Pill mill doctors in Florida directed customers to Walmart to fill sketchy opioid prescriptions, lawsuit alleges

Amid ongoing litigation against pharmaceutical manufacturers, distributors and drug-store chains, federal officials are targeting Walmart Inc. for allegedly filling thousands of prescriptions for controlled substances that its pharmacists knew were invalid.

In a lawsuit filed Tuesday in Delaware, the U.S. Department of Justice accused Walmart of unlawfully dispensing controlled substances from pharmacies it operated across the country and unlawfully distributing controlled substances to those pharmacies throughout the height of the prescription opioid crisis.

The lawsuit alleges that Walmart failed to adequately scrutinize prescriptions to ensure they were legitimate before they were filled. The legal complaint includes allegations about “improper prescribing” by “F.T.,” an orthopedist who operated pain management clinics in Tampa and Punta Gorda.

According to the lawsuit, pharmacists reported that F.T.’s patients “appeared impaired and had used multiple pharmacies” and reported other red flags associated with the orthopedist’s prescriptions. Between June 2013 and November 2015, Walmart allegedly filled more than 1,000 of F.T.’s controlled-substance prescriptions, including more than 200 prescriptions paid for in cash, despite reports of the doctor’s inappropriate prescribing practices, the lawsuit alleges.

The Justice Department is seeking an unspecified amount of damages from Walmart, which “could total in the billions of dollars,” the agency said in a news release Tuesday.
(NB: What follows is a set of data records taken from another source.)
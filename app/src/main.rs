mod api;
mod models;
mod retry;
mod ui;
mod utils;

use anyhow::{Context, Result};
use chrono::Local;
use clap::Parser;
use std::io::{self, BufRead, Write};
use std::time::Duration;

use crate::api::{ClienteCnpj, ErroConsulta, URL_RECEITAWS};
use crate::retry::{PoliticaRetentativa, MAX_TENTATIVAS};

const PROMPT: &str = "Digite um CNPJ (somente números): ";
const MSG_CNPJ_INVALIDO: &str = "CNPJ inválido. Deve conter exatamente 14 números (sem pontos, traços ou barras).";
const MSG_NAO_ENCONTRADO: &str = "CNPJ não encontrado ou dados indisponíveis.";
const MSG_ERRO_CONSULTA: &str = "Erro ao consultar o CNPJ:";

#[derive(Parser)]
#[command(name = "consulta-cnpj")]
#[command(about = "Consulta dados cadastrais de uma empresa pelo CNPJ", long_about = None)]
struct Cli {
    /// CNPJ a consultar (somente números). Sem ele, o programa pergunta no terminal
    #[arg(long)]
    cnpj: Option<String>,

    /// Endereço base da API de consulta
    #[arg(long, default_value = URL_RECEITAWS)]
    api_url: String,

    /// Número máximo de tentativas quando a API limita as requisições
    #[arg(long, default_value_t = MAX_TENTATIVAS, value_parser = clap::value_parser!(u32).range(1..))]
    tentativas: u32,

    /// Segundos de espera após cada resposta de limite de requisições
    #[arg(long, default_value_t = 60)]
    espera: u64,

    /// Modo silencioso (sem avisos nem contagem regressiva)
    #[arg(short, long)]
    quiet: bool,

    /// Modo verboso (mais detalhes)
    #[arg(short, long)]
    verbose: bool,
}

#[tokio::main]
async fn main() -> Result<()> {
    let cli = Cli::parse();

    ui::init(cli.quiet, cli.verbose);
    ui::print_verbose(&format!("Hora de início: {}", Local::now().format("%Y-%m-%d %H:%M:%S")));

    let politica = PoliticaRetentativa::new(cli.tentativas, Duration::from_secs(cli.espera));
    let cliente = ClienteCnpj::new(&cli.api_url, politica)
        .context("Falha ao criar cliente HTTP")?;

    let stdin = io::stdin();
    let mut stdout = io::stdout();
    executar(&cliente, cli.cnpj, &mut stdin.lock(), &mut stdout)
        .await
        .context("Falha ao ler ou escrever no terminal")?;

    Ok(())
}

/// Lê e valida o CNPJ, consulta a API e imprime o resultado.
///
/// Erros da consulta são exibidos e não interrompem o programa; só falhas de
/// leitura/escrita no terminal sobem como erro.
async fn executar<R: BufRead, W: Write>(
    cliente: &ClienteCnpj,
    cnpj: Option<String>,
    input: &mut R,
    output: &mut W,
) -> io::Result<()> {
    let cnpj = match cnpj {
        Some(cnpj) => cnpj.trim().to_string(),
        None => ui::ask_line(PROMPT, input, output)?,
    };

    if !utils::cnpj_valido(&cnpj) {
        writeln!(output, "{}", MSG_CNPJ_INVALIDO)?;
        return Ok(());
    }

    match cliente.consultar(&cnpj).await {
        Ok(empresa) if empresa.nome.is_some() => models::escrever_relatorio(&empresa, output)?,
        Ok(_) => writeln!(output, "{}", MSG_NAO_ENCONTRADO)?,
        Err(e) => {
            if let ErroConsulta::LimiteExcedido { tentativas } = &e {
                ui::print_verbose(&format!("{} tentativa(s) bloqueadas pelo limite de requisições", tentativas));
            }
            writeln!(output, "{}", MSG_ERRO_CONSULTA)?;
            writeln!(output, "{}", e)?;
        }
    }

    output.flush()
}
Maria Chapa Lopez, U.S. attorney for the Middle District of Florida, said pill mill doctors in Florida directed customers to Walmart.

“Some of these pill mill prescribers even told their customers to bring their prescriptions to Walmart to have them filled because other pharmacies would not fill them,” Lopez told reporters during a phone call Tuesday.
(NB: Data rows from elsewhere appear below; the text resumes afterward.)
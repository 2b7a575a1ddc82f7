//! Terminal event loop.
//!
//! Waits on terminal input and on the app's next timer deadline (end of a
//! simulated load, toast expiry), and redraws only when something changed.

use std::time::Instant;

use crossterm::event::EventStream;
use crm_ui::{Terminal, convert_event};
use futures::StreamExt;
use log::{debug, error, info, trace};
use tokio::time::sleep_until;

use crate::app::App;
use crate::error::AppError;

/// Sleep until `deadline`, or forever when there is none.
///
/// Used as a conditional branch in `tokio::select!`.
async fn sleep_until_optional(deadline: Option<Instant>) {
    match deadline {
        Some(d) => sleep_until(tokio::time::Instant::from_std(d)).await,
        None => std::future::pending::<()>().await,
    }
}

/// Run until the user quits. The terminal is restored before returning.
pub async fn run(mut app: App) -> Result<(), AppError> {
    let mut terminal = Terminal::new()?;
    let mut events = EventStream::new();
    let mut needs_render = true;
    info!("event loop started");

    loop {
        if app.tick(Instant::now()) {
            needs_render = true;
        }
        if needs_render {
            terminal.draw(|buf| app.render(buf))?;
            needs_render = false;
        }
        if app.should_quit() {
            info!("quit requested");
            break;
        }

        let deadline = app.next_deadline();
        tokio::select! {
            maybe_event = events.next() => match maybe_event {
                Some(Ok(crossterm_event)) => {
                    trace!("crossterm event: {:?}", crossterm_event);
                    if let Some(event) = convert_event(crossterm_event) {
                        app.handle_event(event, Instant::now());
                        needs_render = true;
                    }
                }
                Some(Err(e)) => error!("event stream error: {}", e),
                None => {
                    info!("event stream closed");
                    break;
                }
            },

            _ = sleep_until_optional(deadline) => {
                debug!("deadline reached");
            }
        }
    }

    Ok(())
}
“The result was that Walmart pharmacies filled thousands of invalid prescriptions. Some of those invalid prescriptions were for drug cocktails that were often abused. And as the complaint alleges, some individuals who filled prescriptions at Walmart overdosed.”

The national retailer, however, denied the allegations.

In a statement posted on its website, Walmart said the Justice Department’s investigation was “tainted by historical ethics violations.” The lawsuit “invents a legal theory that unlawfully forces pharmacists to come between patients and their doctors, and is riddled with factual inaccuracies and cherry-picked documents taken out of context,” Walmart said.

“Blaming pharmacists for not second-guessing the very doctors the Drug Enforcement Administration (DEA) approved to prescribe opioids is a transparent attempt to shift blame from DEA’s well-documented failures in keeping bad doctors from prescribing opioids in the first place.”